=== Exercise aim ===
Return the records in full, exactly as given.

Data extracted from a collection:
BEGIN
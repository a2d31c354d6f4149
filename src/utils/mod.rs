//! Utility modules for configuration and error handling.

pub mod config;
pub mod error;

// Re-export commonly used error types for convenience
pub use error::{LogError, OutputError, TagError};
END
=== Output below ===
repository a2d31c354d6f4149
filename src/utils/mod.rs
//! Utility modules for configuration and error handling.

pub mod config;
pub mod error;

// Re-export commonly used error types for convenience
pub use error::{LogError, OutputError, TagError};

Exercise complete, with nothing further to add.